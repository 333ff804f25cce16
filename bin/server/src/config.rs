//! Centralized server configuration.
//!
//! This module provides strongly-typed configuration for the server,
//! loaded via the `config` crate from environment variables.
//!
//! See [`OidcConfig`](portico_platform_access::OidcConfig) for the
//! identity provider settings.

use portico_platform_access::OidcConfig;
use serde::Deserialize;

/// Server configuration composed from library configs.
#[derive(Debug, Deserialize)]
pub struct ServerConfig {
    /// PostgreSQL database connection URL.
    pub database_url: String,

    /// Address the HTTP listener binds to.
    #[serde(default = "default_listen_addr")]
    pub listen_addr: String,

    /// Directory served under `/public`.
    #[serde(default = "default_static_dir")]
    pub static_dir: String,

    /// Connection pool configuration.
    #[serde(default)]
    pub database: DatabaseConfig,

    /// Session configuration.
    #[serde(default)]
    pub session: SessionConfig,

    /// OIDC authentication configuration.
    pub oidc: OidcConfig,
}

fn default_listen_addr() -> String {
    "0.0.0.0:3000".to_string()
}

fn default_static_dir() -> String {
    "web/static".to_string()
}

/// Connection pool configuration.
#[derive(Debug, Clone, Deserialize)]
pub struct DatabaseConfig {
    /// Maximum number of pooled connections.
    #[serde(default = "default_max_connections")]
    pub max_connections: u32,

    /// How long a request waits for a pooled connection, in seconds.
    #[serde(default = "default_acquire_timeout_seconds")]
    pub acquire_timeout_seconds: u64,

    /// Server-side deadline for a single statement, in seconds.
    #[serde(default = "default_statement_timeout_seconds")]
    pub statement_timeout_seconds: u64,
}

fn default_max_connections() -> u32 {
    5
}

fn default_acquire_timeout_seconds() -> u64 {
    5
}

fn default_statement_timeout_seconds() -> u64 {
    10
}

impl Default for DatabaseConfig {
    fn default() -> Self {
        Self {
            max_connections: default_max_connections(),
            acquire_timeout_seconds: default_acquire_timeout_seconds(),
            statement_timeout_seconds: default_statement_timeout_seconds(),
        }
    }
}

/// Session-related configuration.
#[derive(Debug, Clone, Deserialize)]
pub struct SessionConfig {
    /// Name of the cookie carrying the session ID.
    #[serde(default = "default_cookie_name")]
    pub cookie_name: String,

    /// Session duration in hours, fixed from creation.
    #[serde(default = "default_session_duration_hours")]
    pub duration_hours: i64,

    /// Interval between session cleanup runs, in seconds.
    #[serde(default = "default_cleanup_interval_seconds")]
    pub cleanup_interval_seconds: u64,

    /// Whether to set the Secure flag on cookies (requires HTTPS).
    /// Defaults to true for production safety; set to false for local HTTP development.
    #[serde(default = "default_true")]
    pub secure_cookies: bool,
}

fn default_cookie_name() -> String {
    "auth-session".to_string()
}

fn default_session_duration_hours() -> i64 {
    24
}

fn default_cleanup_interval_seconds() -> u64 {
    300
}

fn default_true() -> bool {
    true
}

impl Default for SessionConfig {
    fn default() -> Self {
        Self {
            cookie_name: default_cookie_name(),
            duration_hours: default_session_duration_hours(),
            cleanup_interval_seconds: default_cleanup_interval_seconds(),
            secure_cookies: default_true(),
        }
    }
}

impl SessionConfig {
    /// Returns the session lifetime.
    ///
    /// Falls back to the default lifetime for an out-of-range value, which
    /// [`ServerConfig::validate`] rejects at load time.
    #[must_use]
    pub fn duration(&self) -> chrono::Duration {
        chrono::Duration::try_hours(self.duration_hours)
            .filter(|d| *d > chrono::Duration::zero())
            .unwrap_or_else(|| chrono::Duration::hours(default_session_duration_hours()))
    }
}

impl ServerConfig {
    /// Loads configuration from environment variables.
    ///
    /// # Errors
    ///
    /// Returns an error if required configuration is missing or invalid.
    pub fn from_env() -> Result<Self, config::ConfigError> {
        Self::from_source(
            config::Environment::default()
                .separator("__")
                .try_parsing(true),
        )
    }

    fn from_source<S>(source: S) -> Result<Self, config::ConfigError>
    where
        S: config::Source + Send + Sync + 'static,
    {
        let config: Self = config::Config::builder()
            .add_source(source)
            .build()?
            .try_deserialize()?;
        config.validate()?;
        Ok(config)
    }

    /// Rejects values that parse but cannot be used.
    ///
    /// # Errors
    ///
    /// Returns [`config::ConfigError::Message`] naming the offending setting.
    pub fn validate(&self) -> Result<(), config::ConfigError> {
        let hours = self.session.duration_hours;
        if hours <= 0 {
            return Err(config::ConfigError::Message(format!(
                "session.duration_hours must be positive, got {hours}"
            )));
        }
        if chrono::Duration::try_hours(hours).is_none() {
            return Err(config::ConfigError::Message(format!(
                "session.duration_hours is out of range, got {hours}"
            )));
        }
        if self.session.cleanup_interval_seconds == 0 {
            return Err(config::ConfigError::Message(
                "session.cleanup_interval_seconds must be positive".to_string(),
            ));
        }
        if self.database.statement_timeout_seconds == 0 {
            return Err(config::ConfigError::Message(
                "database.statement_timeout_seconds must be positive".to_string(),
            ));
        }
        Ok(())
    }
}

#[cfg(test)]
mod tests {
    use super::*;
    use std::collections::HashMap;

    fn env(vars: &[(&str, &str)]) -> config::Environment {
        let source: HashMap<String, String> = vars
            .iter()
            .map(|(k, v)| (k.to_string(), v.to_string()))
            .collect();
        config::Environment::default()
            .separator("__")
            .try_parsing(true)
            .source(Some(source))
    }

    const REQUIRED: &[(&str, &str)] = &[
        ("DATABASE_URL", "postgres://localhost/portico"),
        ("OIDC__DOMAIN", "example.auth0.com"),
        ("OIDC__CLIENT_ID", "client-id"),
        ("OIDC__CLIENT_SECRET", "client-secret"),
        ("OIDC__CALLBACK_URL", "http://localhost:3000/callback"),
    ];

    #[test]
    fn session_config_has_correct_defaults() {
        let config = SessionConfig::default();
        assert_eq!(config.cookie_name, "auth-session");
        assert_eq!(config.duration(), chrono::Duration::hours(24));
        assert_eq!(config.cleanup_interval_seconds, 300);
        assert!(config.secure_cookies);
    }

    #[test]
    fn loads_required_values_with_defaults() {
        let config = ServerConfig::from_source(env(REQUIRED)).expect("valid config");

        assert_eq!(config.database_url, "postgres://localhost/portico");
        assert_eq!(config.listen_addr, "0.0.0.0:3000");
        assert_eq!(config.static_dir, "web/static");
        assert_eq!(config.database.max_connections, 5);
        assert_eq!(config.database.statement_timeout_seconds, 10);
        assert_eq!(config.oidc.domain(), "example.auth0.com");
        assert_eq!(config.oidc.callback_url(), "http://localhost:3000/callback");
        assert_eq!(config.session.cookie_name, "auth-session");
    }

    #[test]
    fn nested_overrides_are_applied() {
        let mut vars = REQUIRED.to_vec();
        vars.push(("SESSION__DURATION_HOURS", "2"));
        vars.push(("SESSION__SECURE_COOKIES", "false"));
        vars.push(("DATABASE__MAX_CONNECTIONS", "12"));

        let config = ServerConfig::from_source(env(&vars)).expect("valid config");

        assert_eq!(config.session.duration(), chrono::Duration::hours(2));
        assert!(!config.session.secure_cookies);
        assert_eq!(config.database.max_connections, 12);
    }

    #[test]
    fn missing_client_secret_is_an_error() {
        let vars: Vec<_> = REQUIRED
            .iter()
            .copied()
            .filter(|(k, _)| *k != "OIDC__CLIENT_SECRET")
            .collect();

        assert!(ServerConfig::from_source(env(&vars)).is_err());
    }

    #[test]
    fn missing_database_url_is_an_error() {
        let vars: Vec<_> = REQUIRED
            .iter()
            .copied()
            .filter(|(k, _)| *k != "DATABASE_URL")
            .collect();

        assert!(ServerConfig::from_source(env(&vars)).is_err());
    }

    fn load_with(extra: &[(&str, &str)]) -> Result<ServerConfig, config::ConfigError> {
        let mut vars = REQUIRED.to_vec();
        vars.extend_from_slice(extra);
        ServerConfig::from_source(env(&vars))
    }

    fn assert_rejected(extra: &[(&str, &str)], setting: &str) {
        match load_with(extra) {
            Err(config::ConfigError::Message(message)) => {
                assert!(message.contains(setting), "unexpected message: {message}");
            }
            other => panic!("expected validation error for {setting}, got {other:?}"),
        }
    }

    #[test]
    fn negative_session_duration_is_rejected() {
        assert_rejected(&[("SESSION__DURATION_HOURS", "-5")], "duration_hours");
    }

    #[test]
    fn zero_session_duration_is_rejected() {
        assert_rejected(&[("SESSION__DURATION_HOURS", "0")], "duration_hours");
    }

    #[test]
    fn overflowing_session_duration_is_rejected() {
        let hours = (i64::MAX / 1000).to_string();
        assert_rejected(&[("SESSION__DURATION_HOURS", hours.as_str())], "duration_hours");
    }

    #[test]
    fn zero_cleanup_interval_is_rejected() {
        assert_rejected(
            &[("SESSION__CLEANUP_INTERVAL_SECONDS", "0")],
            "cleanup_interval_seconds",
        );
    }

    #[test]
    fn zero_statement_timeout_is_rejected() {
        assert_rejected(
            &[("DATABASE__STATEMENT_TIMEOUT_SECONDS", "0")],
            "statement_timeout_seconds",
        );
    }

    #[test]
    fn statement_timeout_can_be_overridden() {
        let config =
            load_with(&[("DATABASE__STATEMENT_TIMEOUT_SECONDS", "30")]).expect("valid config");
        assert_eq!(config.database.statement_timeout_seconds, 30);
    }

    #[test]
    fn year_long_session_is_accepted() {
        let config = load_with(&[("SESSION__DURATION_HOURS", "8760")]).expect("valid config");
        assert_eq!(config.session.duration(), chrono::Duration::hours(8760));
    }
}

» **Work request**
Set the entries down again exactly, beginning with their first line and ending with the line that contains "pub struct DatabaseConfig"; omit all other lines.

» **Problem solution**
repository 333ff804f25cce16
filename bin/server/src/config.rs
//! Centralized server configuration.
//!
//! This module provides strongly-typed configuration for the server,
//! loaded via the `config` crate from environment variables.
//!
//! See [`OidcConfig`](portico_platform_access::OidcConfig) for the
//! identity provider settings.

use portico_platform_access::OidcConfig;
use serde::Deserialize;

/// Server configuration composed from library configs.
#[derive(Debug, Deserialize)]
pub struct ServerConfig {
    /// PostgreSQL database connection URL.
    pub database_url: String,

    /// Address the HTTP listener binds to.
    #[serde(default = "default_listen_addr")]
    pub listen_addr: String,

    /// Directory served under `/public`.
    #[serde(default = "default_static_dir")]
    pub static_dir: String,

    /// Connection pool configuration.
    #[serde(default)]
    pub database: DatabaseConfig,

    /// Session configuration.
    #[serde(default)]
    pub session: SessionConfig,

    /// OIDC authentication configuration.
    pub oidc: OidcConfig,
}

fn default_listen_addr() -> String {
    "0.0.0.0:3000".to_string()
}

fn default_static_dir() -> String {
    "web/static".to_string()
}

/// Connection pool configuration.
#[derive(Debug, Clone, Deserialize)]
pub struct DatabaseConfig {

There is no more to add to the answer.